After a moment she started for the door, "I'm having a suit sent up to you for tomorrow night, there's a dinner party and I think it would be nice if you attended."

"To see if I fit in?"

"Yes, and no; this one you have to fit in. All our bosses are going to be there. Night." She said as she left the room.

I tried to bring the video up of the ABD 121, but it was locked away again.

I cleaned up nice. But I was biased.

I showered, shaved and put on the tuxedo that was delivered to my room around four. I assumed that somewhere my measurements were scanned into a computer as it fit perfectly, the lines tailored perfectly for my frame.

As per her instructions, I met Tara down in the lobby where she waited for me by the front door with the doorman and a Security-bot; her hair was done up and she wore a high-class overcoat with a designer purse.

"Looking snappy," She said as I walked up.

"Feeling snappy. You look just as presentable." I smiled; we headed out onto the sidewalk where her sleek limousine waited for us. I ignored the look and thoughts of the Robot driver and the Security Bot as they discussed me.

It was a quiet half-hour drive from the city into the suburbs where the houses grew exponentially in size, I spent that time listening to the onboard systems of the car tell me about the sights we saw along the drive. The Car's onboard Artificial Intelligence loved the drive, which made sense considering it was a car.

"Invitation please." The Guard leaned over to the window as Tara went about handing over her tickets; I nodded to the driver and watched as the scanners moved over the car. They were steal plates that moved along either side.

I noticed two Security Androids at the Guards hut; dark, light armour with badges; their heads were rectangle with three lenses. They were shells though, their higher functions had been shut down and I couldn't read any of their signals; it was like they had no souls.

I sent a pint to them and received a response so they weren't turned off. I tried to dig deeper but the code was jumbled, all that was left was basic motor function.

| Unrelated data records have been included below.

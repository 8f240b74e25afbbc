use serde::{Deserialize, Serialize};
use std::path::Path;

/// Main configuration structure
#[derive(Debug, Clone, Serialize, Deserialize)]
pub struct Config {
    /// Prompt string drawn before the input line.
    #[serde(default = "default_prompt")]
    pub prompt: String,

    /// Maximum number of command lines kept for up/down recall.
    #[serde(default = "default_history_capacity")]
    pub history_capacity: usize,

    /// Maximum number of rows kept for scrollback panning.
    #[serde(default = "default_scrollback_capacity")]
    pub scrollback_capacity: usize,
}

fn default_prompt() -> String {
    "brine$ ".to_string()
}

fn default_history_capacity() -> usize {
    32
}

fn default_scrollback_capacity() -> usize {
    1000
}

impl Default for Config {
    fn default() -> Self {
        Self {
            prompt: default_prompt(),
            history_capacity: default_history_capacity(),
            scrollback_capacity: default_scrollback_capacity(),
        }
    }
}

impl Config {
    /// Load configuration from a JSON file
    pub fn load_from_file<P: AsRef<Path>>(path: P) -> Result<Self, ConfigError> {
        let contents = std::fs::read_to_string(path.as_ref())
            .map_err(|e| ConfigError::IoError(e.to_string()))?;

        let config: Config =
            serde_json::from_str(&contents).map_err(|e| ConfigError::ParseError(e.to_string()))?;

        Ok(config)
    }

    /// Save configuration to a JSON file
    pub fn save_to_file<P: AsRef<Path>>(&self, path: P) -> Result<(), ConfigError> {
        let contents = serde_json::to_string_pretty(self)
            .map_err(|e| ConfigError::SerializeError(e.to_string()))?;

        std::fs::write(path.as_ref(), contents).map_err(|e| ConfigError::IoError(e.to_string()))?;

        Ok(())
    }
}

/// Configuration error types
#[derive(Debug)]
pub enum ConfigError {
    IoError(String),
    ParseError(String),
    SerializeError(String),
}

impl std::fmt::Display for ConfigError {
    fn fmt(&self, f: &mut std::fmt::Formatter<'_>) -> std::fmt::Result {
        match self {
            ConfigError::IoError(msg) => write!(f, "IO error: {msg}"),
            ConfigError::ParseError(msg) => write!(f, "Parse error: {msg}"),
            ConfigError::SerializeError(msg) => write!(f, "Serialize error: {msg}"),
        }
    }
}

impl std::error::Error for ConfigError {}
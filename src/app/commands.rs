//! Built-in command set.
//!
//! The first word of a submitted line is resolved against the built-ins
//! here; anything unrecognized is handed to the user's shell (see
//! [`crate::app::external`]). Commands never touch the display or the
//! session state directly; they report an outcome and the session applies
//! it.

use chrono::Local;

use super::external;

/// What a dispatched command asks the session to do.
#[derive(Debug, PartialEq, Eq)]
pub enum CommandOutcome {
    /// Lines to append to the scrollback, in order.
    Output(Vec<String>),
    /// Empty the scrollback and erase the viewport.
    Clear,
    /// End the session.
    Exit,
}

/// Resolve and run one submitted line.
pub fn dispatch(input: &str) -> CommandOutcome {
    let trimmed = input.trim();
    let (name, args) = split_first_word(trimmed);

    match name {
        "" => CommandOutcome::Output(Vec::new()),
        "about" => CommandOutcome::Output(vec![
            "brine: a small shell with history and scrollback. Type `help` for commands."
                .to_string(),
        ]),
        "greet" => CommandOutcome::Output(vec![greet(args)]),
        "echo" => CommandOutcome::Output(vec![echo(args)]),
        "time" => CommandOutcome::Output(vec![format!(
            "Current date/time: {}",
            Local::now().format("%Y-%m-%d %H:%M:%S")
        )]),
        "clear" => CommandOutcome::Clear,
        "help" => CommandOutcome::Output(help()),
        "exit" => CommandOutcome::Exit,
        _ => CommandOutcome::Output(external::run(trimmed)),
    }
}

/// Split a trimmed line into its command word and the remaining argument
/// text (`None` when there is nothing after the command word).
fn split_first_word(line: &str) -> (&str, Option<&str>) {
    match line.split_once(char::is_whitespace) {
        Some((name, rest)) => {
            let rest = rest.trim_start();
            (name, (!rest.is_empty()).then_some(rest))
        }
        None => (line, None),
    }
}

fn greet(name: Option<&str>) -> String {
    format!(
        "Hello, {}",
        name.unwrap_or("John Doe (please provide a name after `greet`)")
    )
}

fn echo(message: Option<&str>) -> String {
    message.unwrap_or("*cricket noises*").to_string()
}

fn help() -> Vec<String> {
    vec![
        "Built-in commands:".to_string(),
        "  about         what this is".to_string(),
        "  greet [name]  say hello".to_string(),
        "  echo [text]   print text".to_string(),
        "  time          print the local date and time".to_string(),
        "  clear         wipe the scrollback".to_string(),
        "  help          this list".to_string(),
        "  exit          leave the shell (also Ctrl+Q)".to_string(),
        "Anything else runs through your shell.".to_string(),
    ]
}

"Ok, you're all clear." The Guard handed the tickets back and motioned to our Driver. The limo moved through the high steal gates, passed the brick walls toward the four story, six acre home at the top of the hill.

I glanced back once more at the guards but the gate closed.

We were far from the first people there, I counted seventeen limos and twenty-two family sized cars parked off to the side of the house. Tara and I joined a line of people on the front porch moving toward the door slowly.

"How are you holding up?" Tara wrapped her arm around mine, partly for support for herself, partly for me.

"Good, good." I felt uneasy. The whole event was a bit overwhelming to take in fully, and there was also a vibration she couldn't see; I didn't fully understand it either.

A two hundred and sixty pound man scanned our RSVP's at the front door and smiled to us before we stepped through the threshold; inside we followed the people to the doorway set up as a coat check.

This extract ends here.